• **Dataset entries**

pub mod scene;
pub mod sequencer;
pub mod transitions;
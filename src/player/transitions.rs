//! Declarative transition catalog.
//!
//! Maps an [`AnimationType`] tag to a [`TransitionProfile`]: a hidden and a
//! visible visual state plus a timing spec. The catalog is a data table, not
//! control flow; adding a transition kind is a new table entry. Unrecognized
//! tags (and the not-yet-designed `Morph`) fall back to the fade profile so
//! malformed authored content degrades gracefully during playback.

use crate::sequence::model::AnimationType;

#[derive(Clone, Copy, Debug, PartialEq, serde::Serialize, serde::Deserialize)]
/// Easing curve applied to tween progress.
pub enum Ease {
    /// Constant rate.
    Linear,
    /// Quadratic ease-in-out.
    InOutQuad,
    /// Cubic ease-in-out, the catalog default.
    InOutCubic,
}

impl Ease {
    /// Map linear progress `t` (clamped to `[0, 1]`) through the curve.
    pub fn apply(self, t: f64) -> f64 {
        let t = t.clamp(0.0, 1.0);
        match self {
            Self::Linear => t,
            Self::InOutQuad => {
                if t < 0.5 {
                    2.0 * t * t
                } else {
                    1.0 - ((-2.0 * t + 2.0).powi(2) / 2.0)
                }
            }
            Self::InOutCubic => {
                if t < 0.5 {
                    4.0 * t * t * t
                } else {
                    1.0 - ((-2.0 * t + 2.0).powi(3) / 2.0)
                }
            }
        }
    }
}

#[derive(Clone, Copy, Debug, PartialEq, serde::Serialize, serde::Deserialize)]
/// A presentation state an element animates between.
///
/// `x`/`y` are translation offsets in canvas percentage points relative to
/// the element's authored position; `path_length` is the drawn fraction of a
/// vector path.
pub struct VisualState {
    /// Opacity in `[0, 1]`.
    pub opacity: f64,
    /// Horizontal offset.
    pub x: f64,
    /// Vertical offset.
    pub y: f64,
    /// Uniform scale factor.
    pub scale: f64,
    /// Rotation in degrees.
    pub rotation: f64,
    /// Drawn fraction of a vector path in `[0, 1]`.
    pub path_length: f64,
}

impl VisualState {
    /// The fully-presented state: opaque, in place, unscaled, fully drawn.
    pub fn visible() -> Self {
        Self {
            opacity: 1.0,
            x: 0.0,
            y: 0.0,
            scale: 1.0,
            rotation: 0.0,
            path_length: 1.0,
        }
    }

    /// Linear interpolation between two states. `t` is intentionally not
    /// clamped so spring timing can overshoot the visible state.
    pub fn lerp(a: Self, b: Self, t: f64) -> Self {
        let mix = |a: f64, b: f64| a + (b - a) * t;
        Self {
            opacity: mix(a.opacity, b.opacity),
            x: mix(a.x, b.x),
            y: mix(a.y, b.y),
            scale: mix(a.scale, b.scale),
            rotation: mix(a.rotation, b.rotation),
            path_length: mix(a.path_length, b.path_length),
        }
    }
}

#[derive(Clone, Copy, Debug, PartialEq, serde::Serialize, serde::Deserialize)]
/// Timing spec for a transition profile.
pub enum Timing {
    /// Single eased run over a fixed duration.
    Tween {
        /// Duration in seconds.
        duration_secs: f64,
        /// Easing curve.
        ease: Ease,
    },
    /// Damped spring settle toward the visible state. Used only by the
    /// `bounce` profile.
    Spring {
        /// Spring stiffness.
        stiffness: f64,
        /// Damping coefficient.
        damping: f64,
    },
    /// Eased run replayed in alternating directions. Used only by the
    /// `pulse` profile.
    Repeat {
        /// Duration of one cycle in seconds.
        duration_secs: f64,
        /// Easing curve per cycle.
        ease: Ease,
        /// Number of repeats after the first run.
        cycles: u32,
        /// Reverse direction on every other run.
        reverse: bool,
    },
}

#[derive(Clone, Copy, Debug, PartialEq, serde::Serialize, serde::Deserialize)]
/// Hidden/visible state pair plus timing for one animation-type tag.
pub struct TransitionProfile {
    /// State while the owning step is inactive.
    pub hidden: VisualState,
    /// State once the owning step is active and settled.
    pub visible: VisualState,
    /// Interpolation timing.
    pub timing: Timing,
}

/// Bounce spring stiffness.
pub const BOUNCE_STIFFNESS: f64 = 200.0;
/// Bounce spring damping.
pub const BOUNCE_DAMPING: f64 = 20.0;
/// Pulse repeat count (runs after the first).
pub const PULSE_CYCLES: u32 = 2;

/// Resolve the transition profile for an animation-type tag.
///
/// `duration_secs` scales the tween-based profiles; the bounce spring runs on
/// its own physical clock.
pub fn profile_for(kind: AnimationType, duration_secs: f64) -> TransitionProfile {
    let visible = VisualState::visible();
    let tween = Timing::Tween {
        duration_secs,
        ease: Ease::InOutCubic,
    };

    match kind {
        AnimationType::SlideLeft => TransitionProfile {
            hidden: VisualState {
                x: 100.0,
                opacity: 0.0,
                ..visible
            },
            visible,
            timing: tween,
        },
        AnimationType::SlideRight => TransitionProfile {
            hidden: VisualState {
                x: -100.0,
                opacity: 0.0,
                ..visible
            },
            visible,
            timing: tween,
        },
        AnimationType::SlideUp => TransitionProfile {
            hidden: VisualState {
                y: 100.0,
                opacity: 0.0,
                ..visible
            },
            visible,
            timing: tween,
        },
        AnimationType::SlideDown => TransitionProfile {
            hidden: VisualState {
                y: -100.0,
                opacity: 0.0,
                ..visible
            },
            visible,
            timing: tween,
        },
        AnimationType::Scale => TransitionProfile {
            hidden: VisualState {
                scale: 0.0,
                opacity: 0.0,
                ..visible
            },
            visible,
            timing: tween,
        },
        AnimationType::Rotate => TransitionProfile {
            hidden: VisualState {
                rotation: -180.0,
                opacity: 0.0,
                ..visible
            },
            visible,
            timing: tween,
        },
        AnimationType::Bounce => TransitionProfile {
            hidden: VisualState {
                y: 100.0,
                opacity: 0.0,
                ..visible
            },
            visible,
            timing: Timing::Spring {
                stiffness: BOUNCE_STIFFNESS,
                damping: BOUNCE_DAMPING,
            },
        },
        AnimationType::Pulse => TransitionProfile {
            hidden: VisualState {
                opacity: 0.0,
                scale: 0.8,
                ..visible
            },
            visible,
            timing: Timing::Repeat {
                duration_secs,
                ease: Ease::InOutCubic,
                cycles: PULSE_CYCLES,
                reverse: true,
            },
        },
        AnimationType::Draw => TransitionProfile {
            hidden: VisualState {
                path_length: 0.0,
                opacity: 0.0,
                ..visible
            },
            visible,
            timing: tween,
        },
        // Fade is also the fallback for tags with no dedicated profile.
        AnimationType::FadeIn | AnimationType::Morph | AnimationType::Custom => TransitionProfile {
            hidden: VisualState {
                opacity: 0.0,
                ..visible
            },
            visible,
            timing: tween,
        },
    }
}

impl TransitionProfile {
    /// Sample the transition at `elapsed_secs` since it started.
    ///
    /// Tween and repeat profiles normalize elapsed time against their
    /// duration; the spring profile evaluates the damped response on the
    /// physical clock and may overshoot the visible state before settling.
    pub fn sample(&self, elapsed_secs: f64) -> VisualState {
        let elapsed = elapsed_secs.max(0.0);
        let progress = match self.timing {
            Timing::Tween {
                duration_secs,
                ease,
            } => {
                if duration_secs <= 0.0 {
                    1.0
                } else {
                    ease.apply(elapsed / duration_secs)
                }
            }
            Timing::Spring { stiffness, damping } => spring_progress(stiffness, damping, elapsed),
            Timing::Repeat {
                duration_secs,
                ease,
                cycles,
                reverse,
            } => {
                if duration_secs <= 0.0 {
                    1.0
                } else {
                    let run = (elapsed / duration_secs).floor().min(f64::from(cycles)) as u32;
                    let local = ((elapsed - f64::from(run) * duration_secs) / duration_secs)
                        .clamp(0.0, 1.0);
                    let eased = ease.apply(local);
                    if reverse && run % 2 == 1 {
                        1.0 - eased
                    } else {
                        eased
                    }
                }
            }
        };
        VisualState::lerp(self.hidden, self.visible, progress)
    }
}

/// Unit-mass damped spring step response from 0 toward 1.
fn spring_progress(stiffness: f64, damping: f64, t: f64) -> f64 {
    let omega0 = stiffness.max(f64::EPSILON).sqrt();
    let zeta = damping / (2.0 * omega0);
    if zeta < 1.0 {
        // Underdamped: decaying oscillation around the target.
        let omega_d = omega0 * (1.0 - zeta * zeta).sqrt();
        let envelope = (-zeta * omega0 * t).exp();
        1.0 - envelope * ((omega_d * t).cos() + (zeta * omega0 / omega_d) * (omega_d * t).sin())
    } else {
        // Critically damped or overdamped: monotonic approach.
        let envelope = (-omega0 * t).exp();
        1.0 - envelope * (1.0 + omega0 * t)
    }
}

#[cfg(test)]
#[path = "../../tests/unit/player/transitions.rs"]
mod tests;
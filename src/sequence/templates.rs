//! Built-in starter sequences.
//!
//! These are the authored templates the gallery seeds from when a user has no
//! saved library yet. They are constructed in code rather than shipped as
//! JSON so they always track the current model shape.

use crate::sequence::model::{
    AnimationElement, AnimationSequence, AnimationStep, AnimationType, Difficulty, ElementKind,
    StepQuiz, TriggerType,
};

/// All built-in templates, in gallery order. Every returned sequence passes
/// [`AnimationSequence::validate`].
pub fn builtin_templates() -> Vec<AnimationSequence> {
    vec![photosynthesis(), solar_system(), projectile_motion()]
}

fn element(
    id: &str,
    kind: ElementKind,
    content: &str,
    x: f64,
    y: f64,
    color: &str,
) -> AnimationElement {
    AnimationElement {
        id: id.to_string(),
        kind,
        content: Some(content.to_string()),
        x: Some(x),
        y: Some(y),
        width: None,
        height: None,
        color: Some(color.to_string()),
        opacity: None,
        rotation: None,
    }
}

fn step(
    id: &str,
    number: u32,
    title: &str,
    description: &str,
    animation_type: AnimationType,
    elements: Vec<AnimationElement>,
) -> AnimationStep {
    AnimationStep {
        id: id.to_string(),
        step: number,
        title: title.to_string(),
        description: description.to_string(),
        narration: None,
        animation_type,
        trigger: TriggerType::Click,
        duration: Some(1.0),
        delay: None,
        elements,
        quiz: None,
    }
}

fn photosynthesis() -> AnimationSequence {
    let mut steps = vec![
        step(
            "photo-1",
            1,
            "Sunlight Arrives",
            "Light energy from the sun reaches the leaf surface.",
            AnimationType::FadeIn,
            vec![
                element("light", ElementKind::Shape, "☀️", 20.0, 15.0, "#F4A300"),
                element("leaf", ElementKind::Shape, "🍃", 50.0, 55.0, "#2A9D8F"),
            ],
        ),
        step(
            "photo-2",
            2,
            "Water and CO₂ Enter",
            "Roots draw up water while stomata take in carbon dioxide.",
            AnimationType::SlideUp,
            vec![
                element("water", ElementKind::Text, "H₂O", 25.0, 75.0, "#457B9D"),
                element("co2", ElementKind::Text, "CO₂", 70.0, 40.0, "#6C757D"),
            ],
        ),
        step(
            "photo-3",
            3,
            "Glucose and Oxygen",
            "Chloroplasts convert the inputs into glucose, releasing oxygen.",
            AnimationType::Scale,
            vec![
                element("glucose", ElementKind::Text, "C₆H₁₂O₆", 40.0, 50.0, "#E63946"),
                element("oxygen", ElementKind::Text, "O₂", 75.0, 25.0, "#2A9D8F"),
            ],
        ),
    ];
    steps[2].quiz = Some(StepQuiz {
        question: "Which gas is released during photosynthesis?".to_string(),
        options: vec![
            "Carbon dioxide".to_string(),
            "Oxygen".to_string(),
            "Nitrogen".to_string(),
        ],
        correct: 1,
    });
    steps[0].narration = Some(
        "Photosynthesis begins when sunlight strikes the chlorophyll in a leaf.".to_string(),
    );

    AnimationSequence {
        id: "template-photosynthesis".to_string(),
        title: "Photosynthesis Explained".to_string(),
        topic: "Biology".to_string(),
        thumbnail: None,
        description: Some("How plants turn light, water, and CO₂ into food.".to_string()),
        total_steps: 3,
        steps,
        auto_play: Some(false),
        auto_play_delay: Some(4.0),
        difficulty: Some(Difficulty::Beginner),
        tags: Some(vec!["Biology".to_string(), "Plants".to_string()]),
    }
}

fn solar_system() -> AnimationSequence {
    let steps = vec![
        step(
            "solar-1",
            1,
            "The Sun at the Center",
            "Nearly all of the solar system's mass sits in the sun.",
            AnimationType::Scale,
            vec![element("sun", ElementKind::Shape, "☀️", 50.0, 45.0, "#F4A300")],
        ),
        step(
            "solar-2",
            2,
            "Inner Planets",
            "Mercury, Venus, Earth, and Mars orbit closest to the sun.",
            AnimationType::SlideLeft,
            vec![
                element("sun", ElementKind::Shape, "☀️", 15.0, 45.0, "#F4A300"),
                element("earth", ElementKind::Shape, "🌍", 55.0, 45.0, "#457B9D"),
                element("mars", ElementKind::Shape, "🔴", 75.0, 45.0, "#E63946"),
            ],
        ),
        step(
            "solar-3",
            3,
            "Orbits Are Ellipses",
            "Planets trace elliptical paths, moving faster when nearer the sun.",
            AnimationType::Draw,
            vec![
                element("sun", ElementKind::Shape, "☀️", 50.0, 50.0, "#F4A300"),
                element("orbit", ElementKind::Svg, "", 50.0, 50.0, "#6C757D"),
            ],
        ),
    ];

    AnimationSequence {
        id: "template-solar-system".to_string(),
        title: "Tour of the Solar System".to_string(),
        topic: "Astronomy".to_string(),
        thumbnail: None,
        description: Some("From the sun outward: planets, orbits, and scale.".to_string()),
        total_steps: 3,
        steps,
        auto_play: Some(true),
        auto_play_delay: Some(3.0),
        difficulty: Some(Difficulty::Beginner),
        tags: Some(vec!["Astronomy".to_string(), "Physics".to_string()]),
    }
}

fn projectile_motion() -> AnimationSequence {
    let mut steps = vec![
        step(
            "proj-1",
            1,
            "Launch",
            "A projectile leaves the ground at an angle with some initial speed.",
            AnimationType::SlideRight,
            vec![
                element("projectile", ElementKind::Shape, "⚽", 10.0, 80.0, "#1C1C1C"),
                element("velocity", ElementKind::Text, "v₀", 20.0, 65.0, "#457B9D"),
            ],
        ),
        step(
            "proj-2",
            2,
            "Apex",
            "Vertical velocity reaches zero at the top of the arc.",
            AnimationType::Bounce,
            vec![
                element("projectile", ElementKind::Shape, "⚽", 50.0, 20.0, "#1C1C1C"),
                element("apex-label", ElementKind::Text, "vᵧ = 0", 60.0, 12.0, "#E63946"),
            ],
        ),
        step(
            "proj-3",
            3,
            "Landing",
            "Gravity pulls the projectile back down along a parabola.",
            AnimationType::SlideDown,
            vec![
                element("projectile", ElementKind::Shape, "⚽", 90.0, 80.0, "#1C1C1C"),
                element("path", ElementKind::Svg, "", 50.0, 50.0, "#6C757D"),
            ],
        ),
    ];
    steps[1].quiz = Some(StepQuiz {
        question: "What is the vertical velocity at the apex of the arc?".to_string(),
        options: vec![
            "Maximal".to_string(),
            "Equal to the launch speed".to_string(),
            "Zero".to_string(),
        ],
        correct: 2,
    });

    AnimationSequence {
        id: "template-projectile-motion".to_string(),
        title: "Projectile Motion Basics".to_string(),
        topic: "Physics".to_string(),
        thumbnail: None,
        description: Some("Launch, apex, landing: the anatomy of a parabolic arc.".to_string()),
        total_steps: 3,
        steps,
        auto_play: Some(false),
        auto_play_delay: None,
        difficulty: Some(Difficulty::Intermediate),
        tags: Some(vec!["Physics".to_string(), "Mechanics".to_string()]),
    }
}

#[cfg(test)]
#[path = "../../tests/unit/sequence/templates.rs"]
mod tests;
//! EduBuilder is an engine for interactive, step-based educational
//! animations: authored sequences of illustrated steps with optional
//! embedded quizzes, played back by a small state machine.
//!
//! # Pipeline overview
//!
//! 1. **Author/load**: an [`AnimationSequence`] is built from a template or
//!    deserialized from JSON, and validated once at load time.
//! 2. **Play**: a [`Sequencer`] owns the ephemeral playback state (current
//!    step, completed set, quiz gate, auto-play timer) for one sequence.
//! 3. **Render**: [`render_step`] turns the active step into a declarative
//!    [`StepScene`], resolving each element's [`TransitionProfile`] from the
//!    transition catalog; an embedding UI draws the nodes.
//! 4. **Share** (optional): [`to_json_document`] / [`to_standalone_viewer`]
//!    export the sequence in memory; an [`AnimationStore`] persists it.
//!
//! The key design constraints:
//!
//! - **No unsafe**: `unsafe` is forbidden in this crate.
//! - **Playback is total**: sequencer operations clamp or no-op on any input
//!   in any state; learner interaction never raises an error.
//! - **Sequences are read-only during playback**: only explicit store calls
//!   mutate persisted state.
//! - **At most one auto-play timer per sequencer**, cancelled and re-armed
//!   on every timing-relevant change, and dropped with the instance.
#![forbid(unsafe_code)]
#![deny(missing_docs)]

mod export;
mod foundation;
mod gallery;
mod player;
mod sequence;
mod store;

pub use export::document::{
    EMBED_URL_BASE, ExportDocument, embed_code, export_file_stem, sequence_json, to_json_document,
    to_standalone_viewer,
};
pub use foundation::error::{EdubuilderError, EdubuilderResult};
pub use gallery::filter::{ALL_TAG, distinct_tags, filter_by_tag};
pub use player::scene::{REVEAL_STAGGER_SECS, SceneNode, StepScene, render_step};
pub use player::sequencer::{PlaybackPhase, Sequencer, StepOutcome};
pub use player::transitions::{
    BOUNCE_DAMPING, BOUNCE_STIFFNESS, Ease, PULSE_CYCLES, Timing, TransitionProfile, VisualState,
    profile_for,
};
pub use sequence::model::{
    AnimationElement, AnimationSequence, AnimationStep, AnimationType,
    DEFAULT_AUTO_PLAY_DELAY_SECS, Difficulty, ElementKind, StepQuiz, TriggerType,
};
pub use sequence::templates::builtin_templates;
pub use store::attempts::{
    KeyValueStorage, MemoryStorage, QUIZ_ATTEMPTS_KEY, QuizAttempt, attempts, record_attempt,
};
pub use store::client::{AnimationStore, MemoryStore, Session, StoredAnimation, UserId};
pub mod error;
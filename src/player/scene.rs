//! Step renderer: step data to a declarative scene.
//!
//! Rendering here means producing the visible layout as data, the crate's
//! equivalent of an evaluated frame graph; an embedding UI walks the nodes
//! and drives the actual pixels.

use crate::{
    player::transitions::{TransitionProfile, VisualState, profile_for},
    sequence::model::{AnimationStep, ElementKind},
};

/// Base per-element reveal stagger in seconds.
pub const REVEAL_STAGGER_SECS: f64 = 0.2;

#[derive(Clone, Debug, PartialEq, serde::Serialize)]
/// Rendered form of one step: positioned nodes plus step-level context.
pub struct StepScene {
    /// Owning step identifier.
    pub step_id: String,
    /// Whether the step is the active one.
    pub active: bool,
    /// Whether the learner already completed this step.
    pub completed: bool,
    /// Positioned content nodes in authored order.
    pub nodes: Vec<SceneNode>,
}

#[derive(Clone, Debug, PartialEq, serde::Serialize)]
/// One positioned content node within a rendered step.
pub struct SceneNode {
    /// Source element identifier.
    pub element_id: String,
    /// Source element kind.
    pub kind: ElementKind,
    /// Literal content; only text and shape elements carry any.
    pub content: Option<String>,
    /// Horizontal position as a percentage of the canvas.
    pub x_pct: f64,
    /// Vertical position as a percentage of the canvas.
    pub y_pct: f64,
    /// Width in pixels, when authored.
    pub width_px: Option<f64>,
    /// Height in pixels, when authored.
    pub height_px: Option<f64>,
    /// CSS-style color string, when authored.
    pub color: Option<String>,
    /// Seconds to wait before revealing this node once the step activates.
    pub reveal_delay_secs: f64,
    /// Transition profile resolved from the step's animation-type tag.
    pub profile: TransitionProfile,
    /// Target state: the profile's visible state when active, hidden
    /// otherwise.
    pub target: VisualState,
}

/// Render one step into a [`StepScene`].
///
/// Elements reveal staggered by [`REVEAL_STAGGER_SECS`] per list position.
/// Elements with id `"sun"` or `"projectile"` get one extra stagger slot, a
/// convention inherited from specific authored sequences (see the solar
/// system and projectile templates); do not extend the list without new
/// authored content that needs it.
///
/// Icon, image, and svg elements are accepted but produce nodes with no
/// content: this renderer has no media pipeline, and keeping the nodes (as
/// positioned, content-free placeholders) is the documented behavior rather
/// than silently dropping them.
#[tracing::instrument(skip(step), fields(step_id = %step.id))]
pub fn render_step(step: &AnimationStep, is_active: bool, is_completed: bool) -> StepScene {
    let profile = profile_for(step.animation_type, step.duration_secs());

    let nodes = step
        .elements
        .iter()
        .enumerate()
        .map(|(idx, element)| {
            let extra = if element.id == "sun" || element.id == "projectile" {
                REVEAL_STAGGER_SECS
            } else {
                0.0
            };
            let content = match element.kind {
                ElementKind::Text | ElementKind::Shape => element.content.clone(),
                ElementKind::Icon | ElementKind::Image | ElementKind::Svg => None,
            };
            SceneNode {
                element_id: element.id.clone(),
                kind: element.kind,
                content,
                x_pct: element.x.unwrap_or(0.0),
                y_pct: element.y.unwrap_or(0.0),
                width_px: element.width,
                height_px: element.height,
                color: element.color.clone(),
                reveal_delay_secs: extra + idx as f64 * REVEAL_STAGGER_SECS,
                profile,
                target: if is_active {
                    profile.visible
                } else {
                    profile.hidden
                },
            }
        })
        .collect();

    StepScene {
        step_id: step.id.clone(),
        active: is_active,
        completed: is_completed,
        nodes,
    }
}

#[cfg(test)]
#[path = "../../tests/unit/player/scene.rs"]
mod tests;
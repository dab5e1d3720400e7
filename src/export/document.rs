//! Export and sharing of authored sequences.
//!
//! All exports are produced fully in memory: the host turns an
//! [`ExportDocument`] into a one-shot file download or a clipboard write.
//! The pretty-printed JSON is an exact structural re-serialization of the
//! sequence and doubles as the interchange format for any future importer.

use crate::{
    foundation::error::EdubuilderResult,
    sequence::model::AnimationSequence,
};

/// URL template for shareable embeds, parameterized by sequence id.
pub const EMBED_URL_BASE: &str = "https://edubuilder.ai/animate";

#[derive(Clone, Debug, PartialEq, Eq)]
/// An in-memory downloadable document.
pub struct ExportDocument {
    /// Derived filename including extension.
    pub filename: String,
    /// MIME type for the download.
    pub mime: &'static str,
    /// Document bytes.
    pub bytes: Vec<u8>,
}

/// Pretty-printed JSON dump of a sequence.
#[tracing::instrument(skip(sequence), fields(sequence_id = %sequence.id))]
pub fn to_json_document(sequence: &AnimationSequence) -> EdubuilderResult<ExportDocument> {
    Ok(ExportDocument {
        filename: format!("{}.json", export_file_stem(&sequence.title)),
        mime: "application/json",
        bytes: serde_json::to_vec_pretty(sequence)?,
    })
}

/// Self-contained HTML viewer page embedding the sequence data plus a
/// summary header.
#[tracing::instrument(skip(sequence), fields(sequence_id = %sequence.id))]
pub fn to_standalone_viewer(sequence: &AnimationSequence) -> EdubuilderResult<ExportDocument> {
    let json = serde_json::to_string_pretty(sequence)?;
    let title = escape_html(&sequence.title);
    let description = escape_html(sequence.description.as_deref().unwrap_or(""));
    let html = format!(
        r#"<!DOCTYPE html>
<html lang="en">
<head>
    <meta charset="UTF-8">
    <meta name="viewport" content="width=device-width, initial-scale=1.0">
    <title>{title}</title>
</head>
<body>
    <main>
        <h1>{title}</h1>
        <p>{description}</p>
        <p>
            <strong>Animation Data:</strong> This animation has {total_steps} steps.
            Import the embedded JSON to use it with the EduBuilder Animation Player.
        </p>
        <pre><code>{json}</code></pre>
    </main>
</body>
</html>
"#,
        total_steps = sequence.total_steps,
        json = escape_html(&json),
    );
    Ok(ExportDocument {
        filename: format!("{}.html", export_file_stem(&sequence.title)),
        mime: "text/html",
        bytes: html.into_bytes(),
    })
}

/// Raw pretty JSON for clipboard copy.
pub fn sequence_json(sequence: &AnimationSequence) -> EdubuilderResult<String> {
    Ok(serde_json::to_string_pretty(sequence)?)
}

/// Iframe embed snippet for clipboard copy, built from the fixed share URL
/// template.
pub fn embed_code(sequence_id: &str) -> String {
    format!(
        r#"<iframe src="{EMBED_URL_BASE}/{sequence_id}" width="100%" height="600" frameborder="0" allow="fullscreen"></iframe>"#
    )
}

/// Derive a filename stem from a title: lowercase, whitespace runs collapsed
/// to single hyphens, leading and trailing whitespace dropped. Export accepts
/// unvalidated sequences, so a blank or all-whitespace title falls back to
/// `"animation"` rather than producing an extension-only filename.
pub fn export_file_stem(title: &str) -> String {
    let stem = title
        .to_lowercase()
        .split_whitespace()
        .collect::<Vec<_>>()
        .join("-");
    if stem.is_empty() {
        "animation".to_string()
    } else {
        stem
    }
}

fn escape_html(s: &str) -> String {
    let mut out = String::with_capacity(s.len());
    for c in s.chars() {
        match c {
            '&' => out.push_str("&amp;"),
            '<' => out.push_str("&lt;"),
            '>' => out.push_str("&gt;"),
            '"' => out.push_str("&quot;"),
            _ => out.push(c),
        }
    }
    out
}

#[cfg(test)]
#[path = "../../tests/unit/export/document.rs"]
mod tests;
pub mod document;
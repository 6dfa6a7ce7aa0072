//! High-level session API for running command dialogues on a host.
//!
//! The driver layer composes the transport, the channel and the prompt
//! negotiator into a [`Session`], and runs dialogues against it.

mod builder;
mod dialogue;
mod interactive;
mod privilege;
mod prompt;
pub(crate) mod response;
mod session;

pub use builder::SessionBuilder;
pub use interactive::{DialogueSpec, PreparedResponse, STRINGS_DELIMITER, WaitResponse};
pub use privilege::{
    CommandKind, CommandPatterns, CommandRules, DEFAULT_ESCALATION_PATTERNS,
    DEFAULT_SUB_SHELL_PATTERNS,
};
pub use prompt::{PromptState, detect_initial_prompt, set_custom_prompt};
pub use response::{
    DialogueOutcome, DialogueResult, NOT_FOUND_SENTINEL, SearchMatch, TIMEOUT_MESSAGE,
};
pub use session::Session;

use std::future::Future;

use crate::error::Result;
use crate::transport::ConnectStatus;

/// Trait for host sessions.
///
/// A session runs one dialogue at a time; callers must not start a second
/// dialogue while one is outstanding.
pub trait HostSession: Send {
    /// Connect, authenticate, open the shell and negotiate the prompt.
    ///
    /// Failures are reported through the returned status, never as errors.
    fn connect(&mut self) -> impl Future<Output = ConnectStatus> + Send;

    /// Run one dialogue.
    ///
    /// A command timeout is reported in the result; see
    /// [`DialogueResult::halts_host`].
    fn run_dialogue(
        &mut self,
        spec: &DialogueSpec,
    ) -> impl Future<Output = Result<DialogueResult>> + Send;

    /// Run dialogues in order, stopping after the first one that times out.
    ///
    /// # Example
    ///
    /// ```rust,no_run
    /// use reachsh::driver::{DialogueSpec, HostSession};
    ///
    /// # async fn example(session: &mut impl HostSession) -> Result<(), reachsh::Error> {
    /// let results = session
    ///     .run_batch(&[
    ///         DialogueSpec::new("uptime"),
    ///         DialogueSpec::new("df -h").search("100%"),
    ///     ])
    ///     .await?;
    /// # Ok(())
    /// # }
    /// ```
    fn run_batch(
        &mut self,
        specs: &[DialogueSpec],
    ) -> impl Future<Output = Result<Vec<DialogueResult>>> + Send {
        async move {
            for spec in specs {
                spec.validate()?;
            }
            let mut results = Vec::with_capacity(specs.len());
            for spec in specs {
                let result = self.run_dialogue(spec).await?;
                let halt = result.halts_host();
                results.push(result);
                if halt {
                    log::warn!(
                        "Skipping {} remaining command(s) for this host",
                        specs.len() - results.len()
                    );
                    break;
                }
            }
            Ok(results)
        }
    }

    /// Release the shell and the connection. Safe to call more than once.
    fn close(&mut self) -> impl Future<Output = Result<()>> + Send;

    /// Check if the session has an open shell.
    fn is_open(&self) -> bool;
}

• **Exercise**
Look above for the line holding "one is outstanding.". Print it and every line after it, exactly, through the line holding "remaining command(s) for".

• **Expected output**
/// dialogue while one is outstanding.
pub trait HostSession: Send {
    /// Connect, authenticate, open the shell and negotiate the prompt.
    ///
    /// Failures are reported through the returned status, never as errors.
    fn connect(&mut self) -> impl Future<Output = ConnectStatus> + Send;

    /// Run one dialogue.
    ///
    /// A command timeout is reported in the result; see
    /// [`DialogueResult::halts_host`].
    fn run_dialogue(
        &mut self,
        spec: &DialogueSpec,
    ) -> impl Future<Output = Result<DialogueResult>> + Send;

    /// Run dialogues in order, stopping after the first one that times out.
    ///
    /// # Example
    ///
    /// ```rust,no_run
    /// use reachsh::driver::{DialogueSpec, HostSession};
    ///
    /// # async fn example(session: &mut impl HostSession) -> Result<(), reachsh::Error> {
    /// let results = session
    ///     .run_batch(&[
    ///         DialogueSpec::new("uptime"),
    ///         DialogueSpec::new("df -h").search("100%"),
    ///     ])
    ///     .await?;
    /// # Ok(())
    /// # }
    /// ```
    fn run_batch(
        &mut self,
        specs: &[DialogueSpec],
    ) -> impl Future<Output = Result<Vec<DialogueResult>>> + Send {
        async move {
            for spec in specs {
                spec.validate()?;
            }
            let mut results = Vec::with_capacity(specs.len());
            for spec in specs {
                let result = self.run_dialogue(spec).await?;
                let halt = result.halts_host();
                results.push(result);
                if halt {
                    log::warn!(
                        "Skipping {} remaining command(s) for this host",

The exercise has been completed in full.